**WORK TO BE COMPLETED**
Return each record exactly as it appears, so that nothing is dropped or altered.

═══ DATA FOR THIS TASK

use chrono::{DateTime, Utc};
use serde::{Deserialize, Serialize};
use sqlx::FromRow;
use uuid::Uuid;

use crate::utils::{AppError, AppResult};

#[derive(Debug, Clone, Copy, PartialEq, Eq, Serialize, Deserialize, sqlx::Type)]
#[sqlx(type_name = "session_status", rename_all = "lowercase")]
#[serde(rename_all = "lowercase")]
pub enum SessionStatus {
    Scheduled,
    Completed,
    Cancelled,
}

#[derive(Debug, Clone, Serialize, Deserialize, FromRow)]
pub struct Session {
    pub id: Uuid,
    pub title: String,
    pub package_type: String,
    pub trainer_id: Option<Uuid>,
    pub start_time: DateTime<Utc>,
    pub end_time: DateTime<Utc>,
    pub max_capacity: i32,
    pub current_bookings: i32,
    pub status: SessionStatus,
    pub created_at: DateTime<Utc>,
    pub updated_at: DateTime<Utc>,
}

impl Session {
    pub fn has_open_capacity(&self) -> bool {
        self.current_bookings < self.max_capacity
    }

    /// Scheduled sessions whose end has passed are due for completion.
    pub fn is_elapsed(&self, now: DateTime<Utc>) -> bool {
        self.status == SessionStatus::Scheduled && self.end_time < now
    }

    pub fn is_bookable(&self, now: DateTime<Utc>) -> bool {
        self.status == SessionStatus::Scheduled && self.start_time >= now
    }

    /// A session can change only while scheduled and not yet over, whether
    /// or not the sweep has recorded its completion.
    pub fn ensure_editable(&self, now: DateTime<Utc>) -> AppResult<()> {
        if self.is_elapsed(now) {
            return Err(AppError::InvalidState(format!(
                "session {} ended at {} and can no longer be changed",
                self.id, self.end_time
            )));
        }
        match self.status {
            SessionStatus::Scheduled => Ok(()),
            status => Err(AppError::InvalidState(format!(
                "session {} is {:?} and can no longer be changed",
                self.id, status
            ))),
        }
    }

    /// Applies an update in memory, validating the resulting shape.
    pub fn apply(&mut self, update: &SessionUpdate, now: DateTime<Utc>) -> AppResult<()> {
        self.ensure_editable(now)?;
        if let Some(title) = &update.title {
            self.title = title.trim().to_string();
        }
        if let Some(trainer_id) = update.trainer_id {
            self.trainer_id = Some(trainer_id);
        }
        if let Some(start_time) = update.start_time {
            self.start_time = start_time;
        }
        if let Some(end_time) = update.end_time {
            self.end_time = end_time;
        }
        if let Some(max_capacity) = update.max_capacity {
            if max_capacity < self.current_bookings {
                return Err(AppError::ValidationError(format!(
                    "max_capacity {} is below the {} seats already booked",
                    max_capacity, self.current_bookings
                )));
            }
            self.max_capacity = max_capacity;
        }
        validate_shape(
            &self.title,
            &self.package_type,
            self.start_time,
            self.end_time,
            self.max_capacity,
        )?;
        self.updated_at = now;
        Ok(())
    }
}

#[derive(Debug, Clone, Deserialize)]
pub struct NewSession {
    pub title: String,
    pub package_type: String,
    pub trainer_id: Option<Uuid>,
    pub start_time: DateTime<Utc>,
    pub end_time: DateTime<Utc>,
    pub max_capacity: i32,
}

impl NewSession {
    pub fn validate(&self) -> AppResult<()> {
        validate_shape(
            &self.title,
            &self.package_type,
            self.start_time,
            self.end_time,
            self.max_capacity,
        )
    }
}

#[derive(Debug, Clone, Default, Deserialize)]
pub struct SessionUpdate {
    pub title: Option<String>,
    pub trainer_id: Option<Uuid>,
    pub start_time: Option<DateTime<Utc>>,
    pub end_time: Option<DateTime<Utc>>,
    pub max_capacity: Option<i32>,
}

fn validate_shape(
    title: &str,
    package_type: &str,
    start_time: DateTime<Utc>,
    end_time: DateTime<Utc>,
    max_capacity: i32,
) -> AppResult<()> {
    if title.trim().is_empty() {
        return Err(AppError::ValidationError("title is required".into()));
    }
    if package_type.trim().is_empty() {
        return Err(AppError::ValidationError("package_type is required".into()));
    }
    if end_time <= start_time {
        return Err(AppError::ValidationError(
            "end_time must be after start_time".into(),
        ));
    }
    if max_capacity <= 0 {
        return Err(AppError::ValidationError(
            "max_capacity must be positive".into(),
        ));
    }
    Ok(())
}

#[cfg(test)]
mod tests {
    use super::*;
    use chrono::Duration;

    fn session(status: SessionStatus, booked: i32) -> Session {
        let start = Utc::now() + Duration::hours(2);
        Session {
            id: Uuid::new_v4(),
            title: "Morning HIIT".into(),
            package_type: "Group Class".into(),
            trainer_id: None,
            start_time: start,
            end_time: start + Duration::hours(1),
            max_capacity: 10,
            current_bookings: booked,
            status,
            created_at: Utc::now(),
            updated_at: Utc::now(),
        }
    }

    #[test]
    fn new_session_rejects_inverted_times() {
        let now = Utc::now();
        let req = NewSession {
            title: "Spin".into(),
            package_type: "Group Class".into(),
            trainer_id: None,
            start_time: now,
            end_time: now - Duration::minutes(5),
            max_capacity: 12,
        };
        assert!(matches!(req.validate(), Err(AppError::ValidationError(_))));
    }

    #[test]
    fn completed_session_cannot_be_edited() {
        let mut s = session(SessionStatus::Completed, 0);
        let update = SessionUpdate {
            title: Some("Renamed".into()),
            ..Default::default()
        };
        assert!(matches!(
            s.apply(&update, Utc::now()),
            Err(AppError::InvalidState(_))
        ));
    }

    #[test]
    fn capacity_cannot_drop_below_bookings() {
        let mut s = session(SessionStatus::Scheduled, 6);
        let update = SessionUpdate {
            max_capacity: Some(5),
            ..Default::default()
        };
        assert!(s.apply(&update, Utc::now()).is_err());

        let update = SessionUpdate {
            max_capacity: Some(6),
            ..Default::default()
        };
        s.apply(&update, Utc::now()).unwrap();
        assert!(!s.has_open_capacity());
    }

    #[test]
    fn ended_session_is_frozen_before_sweep() {
        let mut s = session(SessionStatus::Scheduled, 1);
        let after_end = s.end_time + Duration::minutes(1);
        assert!(s.ensure_editable(s.start_time).is_ok());
        assert!(matches!(
            s.ensure_editable(after_end),
            Err(AppError::InvalidState(_))
        ));
        let update = SessionUpdate {
            title: Some("Renamed".into()),
            ..Default::default()
        };
        assert!(s.apply(&update, after_end).is_err());
        assert_ne!(s.title, "Renamed");
    }

    #[test]
    fn elapsed_only_applies_to_scheduled() {
        let mut s = session(SessionStatus::Scheduled, 0);
        let later = s.end_time + Duration::minutes(1);
        assert!(s.is_elapsed(later));
        s.status = SessionStatus::Cancelled;
        assert!(!s.is_elapsed(later));
    }
}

══════

**EXERCISE OUTPUT**
use chrono::{DateTime, Utc};
use serde::{Deserialize, Serialize};
use sqlx::FromRow;
use uuid::Uuid;

use crate::utils::{AppError, AppResult};

#[derive(Debug, Clone, Copy, PartialEq, Eq, Serialize, Deserialize, sqlx::Type)]
#[sqlx(type_name = "session_status", rename_all = "lowercase")]
#[serde(rename_all = "lowercase")]
pub enum SessionStatus {
    Scheduled,
    Completed,
    Cancelled,
}

#[derive(Debug, Clone, Serialize, Deserialize, FromRow)]
pub struct Session {
    pub id: Uuid,
    pub title: String,
    pub package_type: String,
    pub trainer_id: Option<Uuid>,
    pub start_time: DateTime<Utc>,
    pub end_time: DateTime<Utc>,
    pub max_capacity: i32,
    pub current_bookings: i32,
    pub status: SessionStatus,
    pub created_at: DateTime<Utc>,
    pub updated_at: DateTime<Utc>,
}

impl Session {
    pub fn has_open_capacity(&self) -> bool {
        self.current_bookings < self.max_capacity
    }

    /// Scheduled sessions whose end has passed are due for completion.
    pub fn is_elapsed(&self, now: DateTime<Utc>) -> bool {
        self.status == SessionStatus::Scheduled && self.end_time < now
    }

    pub fn is_bookable(&self, now: DateTime<Utc>) -> bool {
        self.status == SessionStatus::Scheduled && self.start_time >= now
    }

    /// A session can change only while scheduled and not yet over, whether
    /// or not the sweep has recorded its completion.
    pub fn ensure_editable(&self, now: DateTime<Utc>) -> AppResult<()> {
        if self.is_elapsed(now) {
            return Err(AppError::InvalidState(format!(
                "session {} ended at {} and can no longer be changed",
                self.id, self.end_time
            )));
        }
        match self.status {
            SessionStatus::Scheduled => Ok(()),
            status => Err(AppError::InvalidState(format!(
                "session {} is {:?} and can no longer be changed",
                self.id, status
            ))),
        }
    }

    /// Applies an update in memory, validating the resulting shape.
    pub fn apply(&mut self, update: &SessionUpdate, now: DateTime<Utc>) -> AppResult<()> {
        self.ensure_editable(now)?;
        if let Some(title) = &update.title {
            self.title = title.trim().to_string();
        }
        if let Some(trainer_id) = update.trainer_id {
            self.trainer_id = Some(trainer_id);
        }
        if let Some(start_time) = update.start_time {
            self.start_time = start_time;
        }
        if let Some(end_time) = update.end_time {
            self.end_time = end_time;
        }
        if let Some(max_capacity) = update.max_capacity {
            if max_capacity < self.current_bookings {
                return Err(AppError::ValidationError(format!(
                    "max_capacity {} is below the {} seats already booked",
                    max_capacity, self.current_bookings
                )));
            }
            self.max_capacity = max_capacity;
        }
        validate_shape(
            &self.title,
            &self.package_type,
            self.start_time,
            self.end_time,
            self.max_capacity,
        )?;
        self.updated_at = now;
        Ok(())
    }
}

#[derive(Debug, Clone, Deserialize)]
pub struct NewSession {
    pub title: String,
    pub package_type: String,
    pub trainer_id: Option<Uuid>,
    pub start_time: DateTime<Utc>,
    pub end_time: DateTime<Utc>,
    pub max_capacity: i32,
}

impl NewSession {
    pub fn validate(&self) -> AppResult<()> {
        validate_shape(
            &self.title,
            &self.package_type,
            self.start_time,
            self.end_time,
            self.max_capacity,
        )
    }
}

#[derive(Debug, Clone, Default, Deserialize)]
pub struct SessionUpdate {
    pub title: Option<String>,
    pub trainer_id: Option<Uuid>,
    pub start_time: Option<DateTime<Utc>>,
    pub end_time: Option<DateTime<Utc>>,
    pub max_capacity: Option<i32>,
}

fn validate_shape(
    title: &str,
    package_type: &str,
    start_time: DateTime<Utc>,
    end_time: DateTime<Utc>,
    max_capacity: i32,
) -> AppResult<()> {
    if title.trim().is_empty() {
        return Err(AppError::ValidationError("title is required".into()));
    }
    if package_type.trim().is_empty() {
        return Err(AppError::ValidationError("package_type is required".into()));
    }
    if end_time <= start_time {
        return Err(AppError::ValidationError(
            "end_time must be after start_time".into(),
        ));
    }
    if max_capacity <= 0 {
        return Err(AppError::ValidationError(
            "max_capacity must be positive".into(),
        ));
    }
    Ok(())
}

#[cfg(test)]
mod tests {
    use super::*;
    use chrono::Duration;

    fn session(status: SessionStatus, booked: i32) -> Session {
        let start = Utc::now() + Duration::hours(2);
        Session {
            id: Uuid::new_v4(),
            title: "Morning HIIT".into(),
            package_type: "Group Class".into(),
            trainer_id: None,
            start_time: start,
            end_time: start + Duration::hours(1),
            max_capacity: 10,
            current_bookings: booked,
            status,
            created_at: Utc::now(),
            updated_at: Utc::now(),
        }
    }

    #[test]
    fn new_session_rejects_inverted_times() {
        let now = Utc::now();
        let req = NewSession {
            title: "Spin".into(),
            package_type: "Group Class".into(),
            trainer_id: None,
            start_time: now,
            end_time: now - Duration::minutes(5),
            max_capacity: 12,
        };
        assert!(matches!(req.validate(), Err(AppError::ValidationError(_))));
    }

    #[test]
    fn completed_session_cannot_be_edited() {
        let mut s = session(SessionStatus::Completed, 0);
        let update = SessionUpdate {
            title: Some("Renamed".into()),
            ..Default::default()
        };
        assert!(matches!(
            s.apply(&update, Utc::now()),
            Err(AppError::InvalidState(_))
        ));
    }

    #[test]
    fn capacity_cannot_drop_below_bookings() {
        let mut s = session(SessionStatus::Scheduled, 6);
        let update = SessionUpdate {
            max_capacity: Some(5),
            ..Default::default()
        };
        assert!(s.apply(&update, Utc::now()).is_err());

        let update = SessionUpdate {
            max_capacity: Some(6),
            ..Default::default()
        };
        s.apply(&update, Utc::now()).unwrap();
        assert!(!s.has_open_capacity());
    }

    #[test]
    fn ended_session_is_frozen_before_sweep() {
        let mut s = session(SessionStatus::Scheduled, 1);
        let after_end = s.end_time + Duration::minutes(1);
        assert!(s.ensure_editable(s.start_time).is_ok());
        assert!(matches!(
            s.ensure_editable(after_end),
            Err(AppError::InvalidState(_))
        ));
        let update = SessionUpdate {
            title: Some("Renamed".into()),
            ..Default::default()
        };
        assert!(s.apply(&update, after_end).is_err());
        assert_ne!(s.title, "Renamed");
    }

    #[test]
    fn elapsed_only_applies_to_scheduled() {
        let mut s = session(SessionStatus::Scheduled, 0);
        let later = s.end_time + Duration::minutes(1);
        assert!(s.is_elapsed(later));
        s.status = SessionStatus::Cancelled;
        assert!(!s.is_elapsed(later));
    }
}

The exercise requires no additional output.